AMC found itself a mega-hit with the launch of The Walking Dead, so much so that it has created a ‘prequel’ companion series called Fear the Walking Dead. The first season of Fear the Walking Dead wasn’t very good, to put it kindly. Fans were willing to look the other way, though, banking on the hope of a better second season with The Walking Dead season 6 serving as a buffer between the two. Now FTWD’s second season is upon us — airing only a week after TWD’s terrible season finale — and it’s every bit as disappointing as the first season. Warning: spoilers ahead.
Yesterday, April 10, AMC aired the first episode of Fear the Walking Dead, and for one brief moment it looked promising. It took less than ten minutes for it all to go downhill, and what remained was an angsty rendition of The Walking Dead‘s season 6 finale — long spats of travel, drama, and boredom, with the most interesting thing being left behind…and entirely unexplained to the viewers.

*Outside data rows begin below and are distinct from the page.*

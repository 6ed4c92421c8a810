//! Graph outbox
//!
//! Queue of graph writes that failed at commit time, stored in the
//! relational database so they survive restarts. Every queued operation is
//! an idempotent upsert or a guarded accumulation, so replaying an entry
//! is safe.

use crate::graph::edge::GraphNode;
use crate::graph::store::AppointmentProjection;
use crate::storage::Database;
use crate::Result;
use serde::{Deserialize, Serialize};
use sqlx::Row;
use uuid::Uuid;

/// A deferred graph write
#[derive(Debug, Clone, Serialize, Deserialize)]
#[serde(tag = "op", rename_all = "snake_case")]
pub enum OutboxOp {
    UpsertNode {
        node: GraphNode,
    },
    ProjectAppointment {
        projection: AppointmentProjection,
    },
    RecordPreference {
        customer_id: String,
        service_id: String,
        satisfaction: f64,
    },
    RecordStaffFeedback {
        customer_id: String,
        staff_id: String,
        satisfaction: f64,
    },
}

impl OutboxOp {
    /// Short tag for the `op` column, for operators reading the table
    pub fn tag(&self) -> &'static str {
        match self {
            Self::UpsertNode { .. } => "upsert_node",
            Self::ProjectAppointment { .. } => "project_appointment",
            Self::RecordPreference { .. } => "record_preference",
            Self::RecordStaffFeedback { .. } => "record_staff_feedback",
        }
    }
}

/// Outbox entry status
#[derive(Debug, Clone, Copy, PartialEq, Eq)]
pub enum OutboxStatus {
    Pending,
    Dead,
}

impl OutboxStatus {
    pub fn as_str(&self) -> &'static str {
        match self {
            Self::Pending => "pending",
            Self::Dead => "dead",
        }
    }
}

/// A row in the graph outbox
#[derive(Debug, Clone)]
pub struct OutboxEntry {
    pub id: String,
    pub op: OutboxOp,
    pub attempts: i64,
    pub last_error: Option<String>,
}

/// Repository for the graph outbox table
pub struct OutboxRepository<'a> {
    db: &'a Database,
}

impl<'a> OutboxRepository<'a> {
    pub fn new(db: &'a Database) -> Self {
        Self { db }
    }

    /// Queue a failed graph write for later retry
    pub async fn enqueue(&self, op: &OutboxOp, error: &str) -> Result<String> {
        let id = Uuid::new_v4().to_string();
        let payload = serde_json::to_string(op)
            .map_err(|e| crate::Error::Other(format!("Failed to serialize outbox op: {}", e)))?;

        sqlx::query(
            "INSERT INTO graph_outbox (id, op, payload, attempts, last_error) VALUES (?, ?, ?, 0, ?)",
        )
        .bind(&id)
        .bind(op.tag())
        .bind(&payload)
        .bind(error)
        .execute(self.db.pool())
        .await?;

        tracing::warn!(outbox_id = %id, op = op.tag(), error, "Queued graph write for retry");
        Ok(id)
    }

    /// Pending entries, oldest first
    pub async fn list_pending(&self, limit: i64) -> Result<Vec<OutboxEntry>> {
        let rows = sqlx::query(
            "SELECT id, payload, attempts, last_error FROM graph_outbox
             WHERE status = 'pending' ORDER BY created_at, id LIMIT ?",
        )
        .bind(limit)
        .fetch_all(self.db.pool())
        .await?;

        let mut entries = Vec::with_capacity(rows.len());
        for row in rows {
            let payload: String = row.get("payload");
            let op = serde_json::from_str(&payload).map_err(|e| {
                crate::Error::Other(format!("Corrupt outbox payload: {}", e))
            })?;
            entries.push(OutboxEntry {
                id: row.get("id"),
                op,
                attempts: row.get("attempts"),
                last_error: row.get("last_error"),
            });
        }
        Ok(entries)
    }

    /// Remove an entry after its operation applied
    pub async fn mark_applied(&self, id: &str) -> Result<()> {
        sqlx::query("DELETE FROM graph_outbox WHERE id = ?")
            .bind(id)
            .execute(self.db.pool())
            .await?;
        Ok(())
    }

    /// Record a failed attempt; entries that exhaust `max_attempts` are
    /// parked as dead and skipped by future flushes
    pub async fn record_failure(&self, id: &str, error: &str, max_attempts: i64) -> Result<()> {
        sqlx::query(
            "UPDATE graph_outbox
             SET attempts = attempts + 1,
                 last_error = ?,
                 status = CASE WHEN attempts + 1 >= ? THEN 'dead' ELSE 'pending' END,
                 updated_at = CURRENT_TIMESTAMP
             WHERE id = ?",
        )
        .bind(error)
        .bind(max_attempts)
        .bind(id)
        .execute(self.db.pool())
        .await?;
        Ok(())
    }

    /// Number of entries with the given status
    pub async fn count(&self, status: OutboxStatus) -> Result<i64> {
        let (n,): (i64,) = sqlx::query_as("SELECT COUNT(*) FROM graph_outbox WHERE status = ?")
            .bind(status.as_str())
            .fetch_one(self.db.pool())
            .await?;
        Ok(n)
    }
}

#[cfg(test)]
mod tests {
    use super::*;
    use crate::storage::Schema;

    async fn db() -> Database {
        Database::in_memory(Schema::Relational).await.unwrap()
    }

    fn pref_op() -> OutboxOp {
        OutboxOp::RecordPreference {
            customer_id: "c1".to_string(),
            service_id: "srv1".to_string(),
            satisfaction: 0.8,
        }
    }

    #[tokio::test]
    async fn test_enqueue_and_list_roundtrip() {
        let db = db().await;
        let repo = OutboxRepository::new(&db);

        repo.enqueue(&pref_op(), "graph down").await.unwrap();
        let pending = repo.list_pending(10).await.unwrap();
        assert_eq!(pending.len(), 1);
        assert_eq!(pending[0].attempts, 0);
        assert_eq!(pending[0].last_error.as_deref(), Some("graph down"));
        match &pending[0].op {
            OutboxOp::RecordPreference { service_id, .. } => assert_eq!(service_id, "srv1"),
            other => panic!("wrong op: {:?}", other),
        }
    }

    #[tokio::test]
    async fn test_applied_entries_are_removed() {
        let db = db().await;
        let repo = OutboxRepository::new(&db);

        let id = repo.enqueue(&pref_op(), "graph down").await.unwrap();
        repo.mark_applied(&id).await.unwrap();
        assert!(repo.list_pending(10).await.unwrap().is_empty());
    }

    #[tokio::test]
    async fn test_exhausted_entries_go_dead() {
        let db = db().await;
        let repo = OutboxRepository::new(&db);

        let id = repo.enqueue(&pref_op(), "graph down").await.unwrap();
        repo.record_failure(&id, "still down", 2).await.unwrap();
        assert_eq!(repo.count(OutboxStatus::Pending).await.unwrap(), 1);

        repo.record_failure(&id, "still down", 2).await.unwrap();
        assert_eq!(repo.count(OutboxStatus::Pending).await.unwrap(), 0);
        assert_eq!(repo.count(OutboxStatus::Dead).await.unwrap(), 1);
        assert!(repo.list_pending(10).await.unwrap().is_empty());
    }
}
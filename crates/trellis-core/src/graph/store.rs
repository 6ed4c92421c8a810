//! Graph store trait
//!
//! Abstracts the graph backend behind typed upserts and traversals, so the
//! recommendation scoring is testable without a live graph engine. All
//! writes are idempotent upserts keyed by relational ids; the accumulation
//! operations are the only non-idempotent mutations, and the sync
//! coordinator guarantees they are applied at most once per completion.

use crate::graph::edge::{EdgeKind, GraphNode};
use crate::Result;
use async_trait::async_trait;
use chrono::{DateTime, Utc};
use serde::{Deserialize, Serialize};

/// Relational facts projected into the graph for one appointment
#[derive(Debug, Clone, Serialize, Deserialize)]
pub struct AppointmentProjection {
    /// The idempotency key for every write in this projection
    pub appointment_id: String,
    pub customer_id: String,
    pub staff_id: String,
    pub service_id: String,
    pub start_time: DateTime<Utc>,
    pub end_time: DateTime<Utc>,
    pub status: String,
}

/// A customer's accumulated preference for a service
#[derive(Debug, Clone, PartialEq)]
pub struct ServicePreference {
    pub service_id: String,
    /// Sum of satisfaction scores across completions
    pub strength: f64,
    /// Number of completions that contributed
    pub count: i64,
}

/// A customer contributing preference strength toward a service
#[derive(Debug, Clone, PartialEq)]
pub struct CustomerPreference {
    pub customer_id: String,
    pub strength: f64,
    pub count: i64,
}

/// A service related to another (complement, alternative, sequential)
#[derive(Debug, Clone, PartialEq)]
pub struct RelatedService {
    pub service_id: String,
    pub strength: f64,
}

/// A staff member qualified for a service
#[derive(Debug, Clone, PartialEq)]
pub struct Specialist {
    pub staff_id: String,
    pub name: String,
    pub expertise_level: f64,
}

/// Running satisfaction history between a customer and a staff member
#[derive(Debug, Clone, PartialEq)]
pub struct WorkedWith {
    pub satisfaction: f64,
    pub count: i64,
}

/// Statistics about the preference graph
#[derive(Debug, Clone, Default)]
pub struct GraphStats {
    pub total_nodes: u64,
    pub total_edges: u64,
    pub edges_by_kind: Vec<(EdgeKind, u64)>,
    pub average_edge_strength: f64,
}

/// Graph persistence trait
///
/// Only the sync coordinator writes through this trait; the recommender
/// uses the traversal reads exclusively.
#[async_trait]
pub trait GraphStore: Send + Sync {
    // ========== Node Operations ==========

    /// Insert or update a node, overwriting the label
    async fn upsert_node(&self, node: &GraphNode) -> Result<()>;

    /// Get a node's display label
    async fn node_label(&self, id: &str) -> Result<Option<String>>;

    // ========== Projection Writes ==========

    /// Project one appointment: nodes plus BOOKED / ASSIGNED_TO /
    /// FOR_SERVICE edges. Idempotent; retries cannot duplicate anything.
    async fn project_appointment(&self, projection: &AppointmentProjection) -> Result<()>;

    /// Accumulate preference: strength += satisfaction, count += 1
    async fn record_preference(
        &self,
        customer_id: &str,
        service_id: &str,
        satisfaction: f64,
    ) -> Result<()>;

    /// Update the running staff satisfaction average:
    /// avg = (old_avg + satisfaction) / 2, count += 1
    async fn record_staff_feedback(
        &self,
        customer_id: &str,
        staff_id: &str,
        satisfaction: f64,
    ) -> Result<()>;

    /// Set a staff member's expertise level for a service (curated, not
    /// learned)
    async fn set_specialization(
        &self,
        staff_id: &str,
        service_id: &str,
        expertise_level: f64,
    ) -> Result<()>;

    /// Link two services with a curated relation. Symmetric kinds are
    /// stored in both directions.
    async fn link_services(
        &self,
        service_id: &str,
        other_service_id: &str,
        kind: EdgeKind,
        strength: f64,
    ) -> Result<()>;

    // ========== Traversal Reads ==========

    /// Services a customer prefers, with accumulated strength
    async fn preferred_services(&self, customer_id: &str) -> Result<Vec<ServicePreference>>;

    /// Customers who prefer a service, with their strength toward it
    async fn customers_preferring(&self, service_id: &str) -> Result<Vec<CustomerPreference>>;

    /// Services related to the given one through the given edge kind
    async fn related_services(
        &self,
        service_id: &str,
        kind: EdgeKind,
    ) -> Result<Vec<RelatedService>>;

    /// Staff with a specialization edge to the service
    async fn specialists_for(&self, service_id: &str) -> Result<Vec<Specialist>>;

    /// The customer's satisfaction history with a staff member, if any
    async fn worked_with(&self, customer_id: &str, staff_id: &str) -> Result<Option<WorkedWith>>;

    // ========== Statistics ==========

    /// Get graph statistics
    async fn stats(&self) -> Result<GraphStats>;

    /// Check the backing store is reachable
    async fn health_check(&self) -> Result<()>;
}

Los Angeles is fully on fire as the team makes their way from beach house to yacht, and walkers are closing in quickly. What happened to cause such a massive fire is anyone’s guess, as we, the viewers, aren’t privy to that action. No, we get a son’s burning anger toward his father, a daughter’s naive boredom, and some squabbling among the adults. The hour drags on mostly uninteresting, using up its time for character development that doesn’t happen and to put in place plot points too narrow and thin to justify all the time it took.
If you were expecting this episode to usher in the west-coast version of Rick’s trek into downtown Atlanta, prepare to be terribly, bitterly disappointed.
The episode wasn’t a total failure — it did manage to get exciting, but only for the last few minutes as that aforementioned naivety mixed with some crafty weaponized pirates to usher in the season’s first cliffhanger. It’s not so much the episode that’s the problem — yes, it’s a terrible start — but what it signifies about FTWD and the Walking Dead franchise as a whole.
AMC is officially in a rut, and it’s hoping viewers are willing to tolerate its continued lazy writing — that viewers will be okay with long spats of nothing happening, followed by a few minutes of teased excitement and a cliffhanger. This was the exact formula for TWD’s most recent finale, one that left viewers feeling betrayed after AMC went to such efforts to promise an episode it did not deliver.
The biggest difference between TWD and FTWD is that TWD has a history of, at times, being excellent. We knew what was coming thanks to the comics, and it was fun seeing what changes would be made. The slow episodes were forgiven due to a combination of one’s time investment in the series and a fondness for the characters. Fear the Walking Dead doesn’t have that same sort of foundation to carry it through such a terrible start — we don’t know these characters and we don’t care about them yet. If there’s ever been a good time to avoid the show, now is it.
Yes, there’s a chance FTWD may redeem itself. AMC has proven in the past that it can take a story in great directions, and it would be wonderful to see a character as fleshed out as Carol. For that to happen, though, AMC needs to ditch the filler and start giving their viewers real substance — no more long drawn out episodes where nothing happens, no more cheap cliffhangers that annoy viewers, and no more predictable plots.